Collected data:
◇ ◇ ◇ ◇ ◇
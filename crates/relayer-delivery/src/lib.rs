//! Settlement core access for the order relayer.
//!
//! Covers everything the execution pipeline needs from the chain node: gas
//! estimation and read-only simulation of `executeOrder`, the order existence
//! check, the node's suggested gas price and the signed submission itself.

use alloy::primitives::{Address, Bytes, U256};
use async_trait::async_trait;
use relayer_types::{ExecutionParams, GasSettings, Order, TransactionHash};
use thiserror::Error;

/// Re-export implementations
pub mod implementations {
	pub mod alloy;
}

pub use implementations::alloy::AlloySettlement;

/// Errors that can occur while talking to the settlement core.
#[derive(Debug, Error)]
pub enum SettlementError {
	/// Invalid key, URL or address at construction.
	#[error("Invalid configuration: {0}")]
	InvalidConfig(String),
	/// Gas estimation failed, usually because the call would revert.
	#[error("Gas estimation failed: {0}")]
	Estimation(String),
	/// The read-only call reverted.
	#[error("Simulation reverted: {0}")]
	Simulation(String),
	/// The transaction could not be sent.
	#[error("Submission failed: {0}")]
	Submission(String),
	/// Any other node error.
	#[error("RPC error: {0}")]
	Rpc(String),
}

/// Interface to the chain node and settlement core contract.
#[async_trait]
pub trait SettlementInterface: Send + Sync {
	/// Account that signs and pays for fills.
	fn relayer_address(&self) -> Address;

	/// Estimates gas for `executeOrder` with these parameters.
	async fn estimate_gas(&self, params: &ExecutionParams) -> Result<u64, SettlementError>;

	/// Read-only call of `executeOrder` with the final gas settings.
	async fn simulate(
		&self,
		params: &ExecutionParams,
		gas: GasSettings,
	) -> Result<(), SettlementError>;

	/// Signs and sends `executeOrder`.
	async fn submit(
		&self,
		params: &ExecutionParams,
		gas: GasSettings,
	) -> Result<TransactionHash, SettlementError>;

	/// Whether the order is still open in the settlement core. `data` is the
	/// encoded output payload of the order.
	async fn order_is_open(&self, order: &Order, data: &Bytes) -> Result<bool, SettlementError>;

	/// Node's suggested gas price in wei.
	async fn suggested_gas_price(&self) -> Result<U256, SettlementError>;
}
◇ ◇ ◇ ◇ ◇
YOUR GOAL: Could you retype exactly the lines from the first one of the records through the line containing "chain node: gas", both included, and nothing more?

WRITTEN REPLY:
filename crates/relayer-delivery/src/lib.rs
//! Settlement core access for the order relayer.
//!
//! Covers everything the execution pipeline needs from the chain node: gas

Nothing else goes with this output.